**TASK**
Beneath this line is the data. Output exactly the lines from the line with "pub use self::translate::HttpTranslator;" to the line with "use std::net::SocketAddr;", both ends included, and nothing more.

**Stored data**
Segment Open

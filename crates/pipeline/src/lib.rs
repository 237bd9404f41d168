//! Speech translation pipeline stages
//!
//! Everything between raw input media and finished output audio: the
//! decode ladder, chunked speech recognition, text translation, speech
//! synthesis routing, speaker gender estimation, and the batch driver
//! that runs whole directories.

pub mod batch;
pub mod decode;
pub mod gender;
pub mod runner;
pub mod stt;
pub mod transcribe;
pub mod translate;
pub mod tts;

pub use self::batch::{BatchDriver, BatchSummary};
pub use self::decode::{default_backends, AudioNormalizer, DecodeBackend};
pub use self::gender::estimate_gender;
pub use self::runner::{FileReport, LanguageReport, PipelineRunner};
pub use self::stt::{build_recognizer, GoogleRecognizer, WhisperRecognizer};
pub use self::transcribe::{plan_windows, recognition_ladder, ChunkWindow, ChunkedTranscriber};
pub use self::translate::HttpTranslator;
pub use self::tts::{fallback_language, neural_voice, BasicTts, NeuralTts, SynthesisRouter};
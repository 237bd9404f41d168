//! Translation Server Entry Point

use std::net::SocketAddr;

use tracing_subscriber::{layer::SubscriberExt, util::SubscriberInitExt, Layer};

use anuvaad_config::{load_settings, Settings};
use anuvaad_server::{create_router, AppState};

#[tokio::main]
async fn main() -> anyhow::Result<()> {
    // Priority: env vars > config/{env}.toml > config/default.toml > defaults
    let env = std::env::var("ANUVAAD_ENV").ok();
    let settings = match load_settings(env.as_deref()) {
        Ok(settings) => {
            // Tracing not yet initialized, use eprintln for early logging
            eprintln!(
                "Loaded configuration from files (env: {})",
                env.as_deref().unwrap_or("default")
            );
            settings
        }
        Err(e) => {
            eprintln!("Warning: Failed to load config: {}. Using defaults.", e);
            Settings::default()
        }
    };

    init_tracing(&settings);

    tracing::info!("Starting Translation Server v{}", env!("CARGO_PKG_VERSION"));

    tokio::fs::create_dir_all(&settings.storage.upload_dir).await?;
    tokio::fs::create_dir_all(&settings.storage.web_audio_dir).await?;

    let addr: SocketAddr = format!("{}:{}", settings.server.host, settings.server.port).parse()?;
    let state = AppState::new(settings)?;
    let app = create_router(state);

    tracing::info!("Listening on {}", addr);
    let listener = tokio::net::TcpListener::bind(addr).await?;

    axum::serve(listener, app)
        .with_graceful_shutdown(shutdown_signal())
        .await?;

    tracing::info!("Server shutdown complete");
    Ok(())
}

/// Wait for shutdown signal (Ctrl+C or SIGTERM)
async fn shutdown_signal() {
    let ctrl_c = async {
        tokio::signal::ctrl_c()
            .await
            .expect("Failed to install Ctrl+C handler");
    };

    #[cfg(unix)]
    let terminate = async {
        tokio::signal::unix::signal(tokio::signal::unix::SignalKind::terminate())
            .expect("Failed to install SIGTERM handler")
            .recv()
            .await;
    };

    #[cfg(not(unix))]
    let terminate = std::future::pending::<()>();

    tokio::select! {
        _ = ctrl_c => {
            tracing::info!("Received Ctrl+C, initiating graceful shutdown...");
        }
        _ = terminate => {
            tracing::info!("Received SIGTERM, initiating graceful shutdown...");
        }
    }
}

fn init_tracing(settings: &Settings) {
    let env_filter = tracing_subscriber::EnvFilter::try_from_default_env()
        .unwrap_or_else(|_| default_log_directives(&settings.observability.log_level).into());

    let subscriber = tracing_subscriber::registry().with(env_filter);
    let fmt_layer = if settings.observability.log_json {
        tracing_subscriber::fmt::layer().json().boxed()
    } else {
        tracing_subscriber::fmt::layer().boxed()
    };
    subscriber.with(fmt_layer).init();
}

/// Fallback filter when RUST_LOG is unset: the configured level for the
/// workspace crates, debug for the HTTP trace layer.
fn default_log_directives(level: &str) -> String {
    format!(
        "anuvaad_core={level},anuvaad_config={level},anuvaad_pipeline={level},\
         anuvaad_server={level},tower_http=debug"
    )
}

#[cfg(test)]
mod tests {
    use super::*;

    #[test]
    fn test_default_log_directives_cover_workspace_crates() {
        let directives = default_log_directives("info");
        for directive in [
            "anuvaad_core=info",
            "anuvaad_config=info",
            "anuvaad_pipeline=info",
            "anuvaad_server=info",
            "tower_http=debug",
        ] {
            assert!(directives.contains(directive), "missing {directive} in {directives}");
        }
        assert!(tracing_subscriber::EnvFilter::try_new(&directives).is_ok());
    }
}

Segment Closed

**SOLUTION TO THIS TASK**
pub use self::translate::HttpTranslator;
pub use self::tts::{fallback_language, neural_voice, BasicTts, NeuralTts, SynthesisRouter};
repository 237bd9404f41d168
//! Translation Server Entry Point

use std::net::SocketAddr;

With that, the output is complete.